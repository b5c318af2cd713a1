//! Per-key state storage for the limiters.
//!
//! A store maps a key to one algorithm-specific state record. Each limiter
//! binds to a store parameterized over its own state type, so no store is
//! ever shared between algorithms.

mod memory;

pub use memory::MemoryStore;

use crate::error::StoreError;

/// Result of a store operation.
pub type StoreResult<T> = std::result::Result<T, StoreError>;

/// Trait for per-key state stores.
///
/// All operations must be safe to call concurrently for different keys, and
/// operations on the same key must be linearizable. An `Err` means a real
/// storage fault; a missing key is reported as `Ok(None)`.
///
/// Implementations backed by a remote medium must bound every call with a
/// timeout and report it as [`StoreError::Timeout`].
pub trait Store<S>: Send + Sync
where
    S: Clone + Send,
{
    /// Fetch a copy of the record for `key`.
    fn get(&self, key: &str) -> StoreResult<Option<S>>;

    /// Insert or replace the record for `key`.
    fn set(&self, key: &str, state: S) -> StoreResult<()>;

    /// Remove the record for `key`. Removing a missing key is not an error.
    fn delete(&self, key: &str) -> StoreResult<()>;

    /// Remove every record.
    fn clear(&self) -> StoreResult<()>;

    /// Atomically read, modify and write the record for `key`.
    ///
    /// When the key is absent a record is created with `init` first. `f`
    /// runs against the record and its result is persisted before any other
    /// operation on the same key can observe it. A compare-and-swap backed
    /// store may call `init` and `f` again after losing a race.
    fn update<T, I, F>(&self, key: &str, init: I, f: F) -> StoreResult<T>
    where
        I: FnMut() -> S,
        F: FnMut(&mut S) -> T;
}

TASK TO COMPLETE: Retype the listing exactly.

SOLUTION TO THIS EXERCISE:
repository b5c318af2cd713a1
//! Per-key state storage for the limiters.
//!
//! A store maps a key to one algorithm-specific state record. Each limiter
//! binds to a store parameterized over its own state type, so no store is
//! ever shared between algorithms.

mod memory;

pub use memory::MemoryStore;

use crate::error::StoreError;

/// Result of a store operation.
pub type StoreResult<T> = std::result::Result<T, StoreError>;

/// Trait for per-key state stores.
///
/// All operations must be safe to call concurrently for different keys, and
/// operations on the same key must be linearizable. An `Err` means a real
/// storage fault; a missing key is reported as `Ok(None)`.
///
/// Implementations backed by a remote medium must bound every call with a
/// timeout and report it as [`StoreError::Timeout`].
pub trait Store<S>: Send + Sync
where
    S: Clone + Send,
{
    /// Fetch a copy of the record for `key`.
    fn get(&self, key: &str) -> StoreResult<Option<S>>;

    /// Insert or replace the record for `key`.
    fn set(&self, key: &str, state: S) -> StoreResult<()>;

    /// Remove the record for `key`. Removing a missing key is not an error.
    fn delete(&self, key: &str) -> StoreResult<()>;

    /// Remove every record.
    fn clear(&self) -> StoreResult<()>;

    /// Atomically read, modify and write the record for `key`.
    ///
    /// When the key is absent a record is created with `init` first. `f`
    /// runs against the record and its result is persisted before any other
    /// operation on the same key can observe it. A compare-and-swap backed
    /// store may call `init` and `f` again after losing a race.
    fn update<T, I, F>(&self, key: &str, init: I, f: F) -> StoreResult<T>
    where
        I: FnMut() -> S,
        F: FnMut(&mut S) -> T;
}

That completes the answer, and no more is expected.